Don’t Call Us A Gang
The thermometer on Sunday read 59 degrees, there wasn’t a cloud in the sky, and only the faintest breeze was blowing. To ride or not to ride was not an issue. The only choice I had was which bike to ride. I chose the Honda, mainly because getting it out was the least effort.
I started off, as I so often do, across the dam to pick up Parker Road. On such a great day there were a lot of bikes on the road.
As I neared and then crossed over Arapahoe Road there were two bikes coming up on the on-ramp. As the traffic flowed one of them merged ahead of me and the other behind me. We cruised like that for a while and I was a little puzzled when the guy behind me did not take advantage of opportunities to pull ahead of me and rejoin his buddy. When we came to a traffic light I made sure to leave him plenty of room to pull past.

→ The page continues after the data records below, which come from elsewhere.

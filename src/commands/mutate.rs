//! `publish` and `unpublish`: what a CMS hook would call once a change is
//! committed.

use crate::app::App;
use crate::cli::MutationArgs;
use crate::error::{ErrorKind, Result};
use crate::manifest;
use exn::ResultExt;
use staticpub_library::content::ContentTree;
use staticpub_library::resolve::{Action, Mutation};
use staticpub_library::trigger::{FlushReport, PublishQueue, StaticPublishingTrigger};
use std::process::ExitCode;

pub async fn run(app: &App, action: Action, args: MutationArgs) -> Result<ExitCode> {
    let current = app.tree().await?;
    let previous = match &args.previous {
        Some(path) => Some(manifest::load(&app.config.base_url, path).await?),
        None => None,
    };
    if current.node(args.node).is_none() && previous.as_ref().and_then(|tree| tree.node(args.node)).is_none() {
        exn::bail!(ErrorKind::UnknownNode(args.node));
    }

    let mut mutation = match action {
        Action::Publish => Mutation::publish(args.node, &current),
        Action::Unpublish => Mutation::unpublish(args.node, &current),
    };
    if let Some(previous) = &previous {
        mutation = mutation.with_previous(previous);
    }

    let mut queue = PublishQueue::new(app.sanitiser(), app.config.urls_per_job, app.config.chunk_size);
    let trigger = StaticPublishingTrigger::new(app.resolver());
    let report = trigger
        .trigger(mutation, &mut queue, &app.entries()?, &app.jobs()?)
        .await
        .or_raise(|| ErrorKind::Publishing)?;
    println!("{}", describe(action, args.node, &report));
    Ok(ExitCode::SUCCESS)
}

fn describe(action: Action, node: u64, report: &FlushReport) -> String {
    let mut line = format!(
        "{action} node {node}: {} to regenerate, {} to purge",
        report.urls_to_update, report.urls_to_delete
    );
    if !report.created.is_empty() {
        line.push_str(&format!("; queued job(s) {}", join(&report.created)));
    }
    if !report.duplicates.is_empty() {
        line.push_str(&format!("; already queued as {}", join(&report.duplicates)));
    }
    line
}

fn join(ids: &[i64]) -> String {
    ids.iter().map(i64::to_string).collect::<Vec<_>>().join(", ")
}

#[cfg(test)]
mod tests {
    use super::*;

    #[test]
    fn test_describe() {
        let report = FlushReport { created: vec![4, 5], duplicates: vec![2], urls_to_update: 3, urls_to_delete: 1 };
        assert_eq!(
            describe(Action::Publish, 7, &report),
            "publish node 7: 3 to regenerate, 1 to purge; queued job(s) 4, 5; already queued as 2"
        );
        assert_eq!(
            describe(Action::Unpublish, 7, &FlushReport::default()),
            "unpublish node 7: 0 to regenerate, 0 to purge"
        );
    }
}
/// Unit enums are stored as lowercase TEXT columns guarded by a `CHECK`
/// constraint; this keeps both directions of the mapping in one place.
macro_rules! column_enum {
    ($name:ident, $what:literal { $($variant:ident => $text:literal),+ $(,)? }) => {
        impl $name {
            pub fn as_str(&self) -> &'static str {
                match self {
                    $(Self::$variant => $text,)+
                }
            }
        }
        impl ::std::fmt::Display for $name {
            fn fmt(&self, f: &mut ::std::fmt::Formatter<'_>) -> ::std::fmt::Result {
                f.pad(self.as_str())
            }
        }
        impl ::std::str::FromStr for $name {
            type Err = $crate::error::Error;
            fn from_str(s: &str) -> ::std::result::Result<Self, Self::Err> {
                match s {
                    $($text => Ok(Self::$variant),)+
                    _ => exn::bail!($crate::error::ErrorKind::InvalidData($what)),
                }
            }
        }
    };
}

// Declared after the macro so it is in textual scope.
mod entry;
mod job;

pub use self::entry::{EntryAction, EntryCounts, Freshness, QueueEntry};
pub(crate) use self::entry::EntryRow;
pub use self::job::{JobCounts, JobKind, JobPayload, JobRecord, JobStatus, QueuedUrl};
pub(crate) use self::job::JobRow;

/// Timestamps are stored as Unix seconds.
pub(crate) fn timestamp(seconds: i64, what: &'static str) -> crate::error::Result<time::UtcDateTime> {
    use exn::ResultExt;
    time::UtcDateTime::from_unix_timestamp(seconds).or_raise(|| crate::error::ErrorKind::InvalidData(what))
}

But he didn’t. He stopped behind and it dawned on me this was not his buddy ahead of me, we were just three solo riders who all happened to be in the same place at the same time.
I have often had the fantasy of getting mingled with some bikers who had been up to something nefarious and having all of us get scooped up the police. How to convince the cops that I really didn’t know these guys and I was not involved in whatever they had been doing. The obvious line of persuasion would be that hey, just because you see two people in cars you don’t assume they’re together. Well, just because we’re on bikes doesn’t mean we’re together either.

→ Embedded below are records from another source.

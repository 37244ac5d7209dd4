//! Shared test wiring: an in-memory queue, cache and renderer around a small
//! content tree.
//!
//! The default tree is `home` (1), `a` (2) and `a/b` (3); every live page
//! renders successfully unless a renderer is supplied.

use crate::content::{ContentNode, ContentTree, MemoryTree};
use crate::publish::FilesystemPublisher;
use crate::{Context, Settings};
use staticpub_config::OutputConfig;
use staticpub_queue::{Database, EntryRepository, JobRepository};
use staticpub_render::StaticRenderer;
use staticpub_storage::backend::MockBackend;
use staticpub_urls::{PathMapper, Sanitiser};
use std::sync::Arc;

pub(crate) const BASE: &str = "https://example.com/";

/// Absolute URL of a page below the base; `""` is the home page.
pub(crate) fn page(path: &str) -> String {
    match path {
        "" => BASE.to_string(),
        path => format!("{BASE}{path}/"),
    }
}

pub(crate) fn default_nodes() -> Vec<ContentNode> {
    vec![ContentNode::page(1, None, "home"), ContentNode::page(2, None, "a"), ContentNode::page(3, Some(2), "b")]
}

pub(crate) struct Fixture {
    pub ctx: Context,
    pub storage: Arc<MockBackend>,
    pub renderer: Arc<StaticRenderer>,
}
impl Fixture {
    pub(crate) fn builder() -> FixtureBuilder {
        FixtureBuilder::default()
    }

    /// Swap the content tree, as if the CMS committed a change.
    pub(crate) fn set_tree(&mut self, nodes: Vec<ContentNode>) {
        self.ctx.tree = Box::new(MemoryTree::new(BASE, nodes).unwrap());
    }
}

pub(crate) struct FixtureBuilder {
    nodes: Vec<ContentNode>,
    settings: Settings,
    output: OutputConfig,
    regeneration_window: time::Duration,
    files: Vec<(String, Vec<u8>)>,
    pages: Vec<(String, String)>,
}
impl Default for FixtureBuilder {
    fn default() -> Self {
        Self {
            nodes: default_nodes(),
            settings: Settings::default(),
            output: OutputConfig::default(),
            regeneration_window: time::Duration::ZERO,
            files: Vec::new(),
            pages: Vec::new(),
        }
    }
}
impl FixtureBuilder {
    pub(crate) fn nodes(mut self, nodes: Vec<ContentNode>) -> Self {
        self.nodes = nodes;
        self
    }

    pub(crate) fn chunk_size(mut self, chunk_size: usize) -> Self {
        self.settings.chunk_size = chunk_size;
        self
    }

    pub(crate) fn max_url_attempts(mut self, attempts: u32) -> Self {
        self.settings.max_url_attempts = attempts;
        self
    }

    pub(crate) fn php(mut self, php: bool) -> Self {
        self.output.php = php;
        self
    }

    pub(crate) fn regeneration_window(mut self, window: time::Duration) -> Self {
        self.regeneration_window = window;
        self
    }

    /// Pre-existing cache file.
    pub(crate) fn file(mut self, path: &str, data: &str) -> Self {
        self.files.push((path.to_string(), data.as_bytes().to_vec()));
        self
    }

    /// Extra renderable page, beyond the live nodes of the tree.
    pub(crate) fn page(mut self, url: impl Into<String>, body: &str) -> Self {
        self.pages.push((url.into(), body.to_string()));
        self
    }

    pub(crate) async fn build(self) -> Fixture {
        let tree = MemoryTree::new(BASE, self.nodes).unwrap();
        let mut renderer = StaticRenderer::new();
        for node in tree.live_nodes() {
            for url in crate::content::Publishable::urls_to_cache(node).into_keys() {
                let body = format!("<h1>{}</h1>", node.segment);
                renderer = renderer.with_page(url, body);
            }
        }
        for (url, body) in self.pages {
            renderer = renderer.with_page(url, body);
        }
        let renderer = Arc::new(renderer);
        let storage = Arc::new(MockBackend::with_files(self.files));

        let db = Database::connect_in_memory().await.unwrap();
        let publisher = FilesystemPublisher::new(
            storage.clone(),
            renderer.clone(),
            PathMapper::new(BASE, false).unwrap(),
            self.output,
        )
        .unwrap();
        let ctx = Context {
            tree: Box::new(tree),
            publisher,
            entries: EntryRepository::from(&db).with_regeneration_window(self.regeneration_window),
            jobs: JobRepository::from(&db),
            sanitiser: Sanitiser::default(),
            settings: self.settings,
        };
        Fixture { ctx, storage, renderer }
    }
}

Judy summed it up pretty well, though, when I mentioned this to her: People in multiple cars generally do not travel together; people on multiple bikes frequently do. And if you see a bunch together it’s normal to assume they are in fact together. See, even I made that assumption.

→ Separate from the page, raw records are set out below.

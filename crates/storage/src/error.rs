use derive_more::{Display, Error};
use std::io::Error as IoError;
use std::path::PathBuf;

pub type Error = exn::Exn<ErrorKind>;
pub type Result<T> = std::result::Result<T, Error>;

#[derive(Debug, Display, Error)]
pub enum ErrorKind {
    /// The cache file asked for is not there.
    #[display("no such cache file: {}", _0.display())]
    Missing(#[error(not(source))] PathBuf),
    #[display("access to {} was refused", _0.display())]
    Denied(#[error(not(source))] PathBuf),
    /// Relative path that is empty or climbs out of the cache root, or a
    /// root that cannot hold a cache.
    #[display("invalid cache path: {}", _0.display())]
    InvalidPath(#[error(not(source))] PathBuf),
    /// A directory walk turned up something outside the cache root.
    #[display("{} is outside the cache root", _0.display())]
    OutsideRoot(#[error(not(source))] PathBuf),
    /// The blocking write task was cancelled or panicked.
    #[display("write of {} did not complete", _0.display())]
    WriteAborted(#[error(not(source))] PathBuf),
    #[display("I/O error: {_0}")]
    Io(IoError),
}

impl ErrorKind {
    pub(crate) fn from_io(err: IoError, path: impl Into<PathBuf>) -> Self {
        match err.kind() {
            std::io::ErrorKind::NotFound => Self::Missing(path.into()),
            std::io::ErrorKind::PermissionDenied => Self::Denied(path.into()),
            _ => Self::Io(err),
        }
    }

    /// Disk pressure and interrupted writes may clear up by themselves; a
    /// bad path or a permission problem will not.
    pub fn is_retryable(&self) -> bool {
        matches!(self, Self::Io(_) | Self::WriteAborted(_))
    }
}
use crate::content::{Publishable, UrlMap};
use std::collections::BTreeSet;

/// Snapshot of one publishable taken during resolution.
#[derive(Debug, Clone, PartialEq, Eq)]
pub struct Affected {
    pub key: String,
    pub urls: UrlMap,
}
impl Affected {
    pub fn of(publishable: &(impl Publishable + ?Sized)) -> Self {
        Self { key: publishable.key(), urls: publishable.urls_to_cache() }
    }
}
impl Publishable for Affected {
    fn key(&self) -> String {
        self.key.clone()
    }

    fn urls_to_cache(&self) -> UrlMap {
        self.urls.clone()
    }
}

/// Everything one content change requires regenerating or purging.
///
/// Both sides keep insertion order and ignore publishables already present
/// (by key) or that have no URLs.
#[derive(Debug, Clone, Default)]
pub struct AffectedSet {
    to_update: Vec<Affected>,
    to_delete: Vec<Affected>,
    update_keys: BTreeSet<String>,
    delete_keys: BTreeSet<String>,
}
impl AffectedSet {
    pub fn new() -> Self {
        Self::default()
    }

    pub fn update(&mut self, publishable: &(impl Publishable + ?Sized)) {
        Self::insert(&mut self.to_update, &mut self.update_keys, Affected::of(publishable));
    }

    pub fn delete(&mut self, publishable: &(impl Publishable + ?Sized)) {
        Self::insert(&mut self.to_delete, &mut self.delete_keys, Affected::of(publishable));
    }

    fn insert(side: &mut Vec<Affected>, keys: &mut BTreeSet<String>, affected: Affected) {
        if affected.urls.is_empty() || !keys.insert(affected.key.clone()) {
            return;
        }
        side.push(affected);
    }

    pub fn to_update(&self) -> &[Affected] {
        &self.to_update
    }

    pub fn to_delete(&self) -> &[Affected] {
        &self.to_delete
    }

    pub fn is_empty(&self) -> bool {
        self.to_update.is_empty() && self.to_delete.is_empty()
    }

    /// Every URL to regenerate. A URL claimed by several publishables keeps
    /// the highest priority.
    pub fn update_urls(&self) -> UrlMap {
        Self::merge(&self.to_update)
    }

    pub fn delete_urls(&self) -> UrlMap {
        Self::merge(&self.to_delete)
    }

    fn merge(side: &[Affected]) -> UrlMap {
        let mut merged = UrlMap::new();
        for (url, priority) in side.iter().flat_map(|a| a.urls.iter()) {
            merged.entry(url.clone()).and_modify(|p| *p = (*p).max(*priority)).or_insert(*priority);
        }
        merged
    }

    /// Drop from the delete side every URL that is also being regenerated.
    /// A URL belongs to exactly one cache slot.
    pub(crate) fn reconcile(&mut self) {
        let keep = self.update_urls();
        for affected in &mut self.to_delete {
            affected.urls.retain(|url, _| !keep.contains_key(url));
        }
        self.to_delete.retain(|a| !a.urls.is_empty());
        self.delete_keys = self.to_delete.iter().map(|a| a.key.clone()).collect();
    }
}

So I peeled off from my “buds” in Parker, heading west on Main Street. This is a developing area so even though I had been on this road not that long ago there was new stuff to see. The southern suburbs keep creeping. Just before reaching I-25 I turned north on Peoria and was surprised to see, at Lincoln Avenue, the University of Colorado South Denver Campus. What? Really? This growth just amazes me at times.
Continuing north I passed under C-470 and ran up into the south end of Arapahoe County Airport. That required a jog over onto Potomac and from there I meandered my way on home. Not a long ride but very nice of a terrific day.
Biker Quote for Today
There are two kinds of people . . . motorcycle owners and sad people.